Crítica - Planeta dos Macacos: A Guerra (War for the Planet of the Apes, 2017)

A conclusão de uma jornada épica de um grande protagonista.

Depois de dois filmes anteriores extremamente bem sucedidos, seja por crítica, público ou bilheteria, temos o retorno para o final da trilogia, que se propõe a encerrar o arco de Caesar e preparar terreno para o futuro. Após a excelente repercussão de O Confronto, a Fox trouxe de volta Matt Reeves para a cadeira da direção, em mais uma obra onde ele dá um show, criando um blockbuster grandioso. Como eu já disse em vários textos anteriores, o que transforma a ficção científica em memorável é a mensagem, como nos anteriores que falava sobre como a humanidade é autodestrutiva, e aqui continua, é a base da franquia desde 1968, mas aqui vai além, fala sobre história e o risco dela se repetir, mesmo que sem perceber. Na hora do texto eu falarei mais sobre, mas aqui nós temos o ápice do que esse universo pode entregar, enquanto o outro tinha mais ação, esse busca mais por encontrar conflitos internos nos personagens, mostrando as consequências do que viver em um mundo corroído e dividido entre raças pode causar na mente em um suposto conflito, cujo existe apenas na cabeça da humanidade.

Anos depois de O Confronto, os macacos liderados por Caesar (Andy Serkis) ainda não descobriram um local ideal para chamar de lar, pois ainda sofrem perseguições por militares, liderados por um louco Coronel (Woody Harrelson). Quando as tropas invadem a esconderijo, o Coronel acaba tirando a vida da esposa e do fogo mais velho de Caesar, causando uma ira no protagonista, que ainda tem conflitos com si mesmo por ter matado seu rival Koba no filme anterior, e agora ele percebe que não são tão distantes as semelhanças entre os dois. Em busca de salvar seu povo, o protagonista sai em uma jornada ao lado de seus generais, Maurice (Karin Konoval) e Rocket (Terry Notary), onde ele encontra Nova (Amiah Miller), uma garotinha humana muda, e Bad Ape (Steve Zahn), um macaco de zoológico que desenvolveu a habilidade de fala. Agora, em busca de encerrar o assunto e viver longe da humanidade, Caesar busca trazer paz entre as duas espécies, mas precisa intervir no conflito, não só entre humanos e macacos, mas dos humanos contra eles mesmos.
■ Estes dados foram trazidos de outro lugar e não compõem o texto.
use bytes::{Buf, BufMut, Bytes, BytesMut};
use serde::{Deserialize, Serialize};

use crate::error::{FrameError, Result};
use crate::kind::KindCode;

/// Frame header: kind (1) + length (4) = 5 bytes.
pub const HEADER_SIZE: usize = 5;

/// Default maximum payload size: 16 MiB.
pub const DEFAULT_MAX_PAYLOAD: usize = 16 * 1024 * 1024;

/// Largest length the signed 32-bit header field can describe.
pub const MAX_WIRE_PAYLOAD: usize = i32::MAX as usize;

/// A framed message tagged with its kind.
#[derive(Debug, Clone, PartialEq, Eq)]
pub struct Frame {
    /// The payload schema of this frame.
    pub kind: KindCode,
    /// The raw payload.
    pub payload: Bytes,
}

impl Frame {
    /// Create a new frame.
    pub fn new(kind: KindCode, payload: impl Into<Bytes>) -> Self {
        Self {
            kind,
            payload: payload.into(),
        }
    }

    /// A header-only frame.
    pub fn empty(kind: KindCode) -> Self {
        Self::new(kind, Bytes::new())
    }

    /// The total wire size of this frame (header + payload).
    pub fn wire_size(&self) -> usize {
        HEADER_SIZE + self.payload.len()
    }

    /// Encode into a fresh buffer, enforcing `max_payload`.
    pub fn to_wire(&self, max_payload: usize) -> Result<Bytes> {
        check_payload_len(self.payload.len(), max_payload)?;
        let mut dst = BytesMut::with_capacity(self.wire_size());
        encode_frame(self.kind, &self.payload, &mut dst)?;
        Ok(dst.freeze())
    }
}

/// Reject a payload length that exceeds `max_payload` or the header's range.
pub fn check_payload_len(len: usize, max_payload: usize) -> Result<()> {
    let max = max_payload.min(MAX_WIRE_PAYLOAD);
    if len > max {
        return Err(FrameError::PayloadTooLarge { size: len, max });
    }
    Ok(())
}

/// Encode a frame into the wire format.
///
/// Wire format:
/// ```text
/// ┌────────────┬──────────────┬────────────────┐
/// │ Kind (1B)  │ Length       │ Payload        │
/// │            │ (4B LE, i32) │ (Length bytes) │
/// └────────────┴──────────────┴────────────────┘
/// ```
pub fn encode_frame(kind: KindCode, payload: &[u8], dst: &mut BytesMut) -> Result<()> {
    if kind == KindCode::Unknown {
        return Err(FrameError::UnencodableKind);
    }
    check_payload_len(payload.len(), MAX_WIRE_PAYLOAD)?;
    dst.reserve(HEADER_SIZE + payload.len());
    dst.put_u8(kind.as_u8());
    dst.put_i32_le(payload.len() as i32);
    dst.put_slice(payload);
    Ok(())
}

/// Parse the header at the front of `src` without consuming anything.
///
/// Returns `Ok(None)` if fewer than [`HEADER_SIZE`] bytes are buffered.
pub fn peek_header(src: &[u8], max_payload: usize) -> Result<Option<(KindCode, usize)>> {
    if src.len() < HEADER_SIZE {
        return Ok(None);
    }

    let kind = KindCode::try_from(src[0])?;
    let length = i32::from_le_bytes([src[1], src[2], src[3], src[4]]);
    if length < 0 {
        return Err(FrameError::InvalidLength(length));
    }
    let length = length as usize;
    check_payload_len(length, max_payload)?;

    Ok(Some((kind, length)))
}

/// Decode a frame from a buffer.
///
/// Returns `Ok(None)` if the buffer doesn't contain a complete frame yet.
/// On success, consumes the frame bytes from the front of the buffer.
pub fn decode_frame(src: &mut BytesMut, max_payload: usize) -> Result<Option<Frame>> {
    let Some((kind, length)) = peek_header(&src[..], max_payload)? else {
        return Ok(None);
    };

    if src.len() < HEADER_SIZE + length {
        return Ok(None);
    }

    src.advance(HEADER_SIZE);
    let payload = src.split_to(length).freeze();

    Ok(Some(Frame { kind, payload }))
}

/// Configuration for the frame codec.
#[derive(Debug, Clone, PartialEq, Eq, Serialize, Deserialize)]
#[serde(default)]
pub struct FrameConfig {
    /// Maximum payload size in bytes. Default: 16 MiB.
    pub max_payload_size: usize,
}

impl Default for FrameConfig {
    fn default() -> Self {
        Self {
            max_payload_size: DEFAULT_MAX_PAYLOAD,
        }
    }
}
Apesar de se chamar "Guerra", tem menos ação que no anterior, isso se deve ao fato de que a guerra que Reeves está interessado em apresentar não é um conflito armado em um campo de batalha (não que ele não mostre), mas o que ele quer é mostrar o conflito interno que cada um dos personagens tem consigo mesmo, especialmente Caesar e o Coronel. Este longa é o ápice do Caesar como personagem, que o consolida como um dos melhores protagonistas do cinema nos últimos quinze anos, já que fazer o espectador se apegar com um macaco computadorizado é algo que soa tão ridículo, mas é tão bem feito que parece normal. Aqui temos ele desiludido, como alguém que poderia não ter mais nada a perder, mas como um líder, ele mantém a esperança, a força de vontade, ele não aceita seu povo estar em uma posição de vulnerabilidade, de estar em risco de não viver em paz, com isso ele vai até o final em busca de algo melhor para eles. A morte de sua esposa e filho é um grande estopim para ele enteder que ainda há raiva em si, porém, que tem ainda mais fé, e é isso que o torna um líder.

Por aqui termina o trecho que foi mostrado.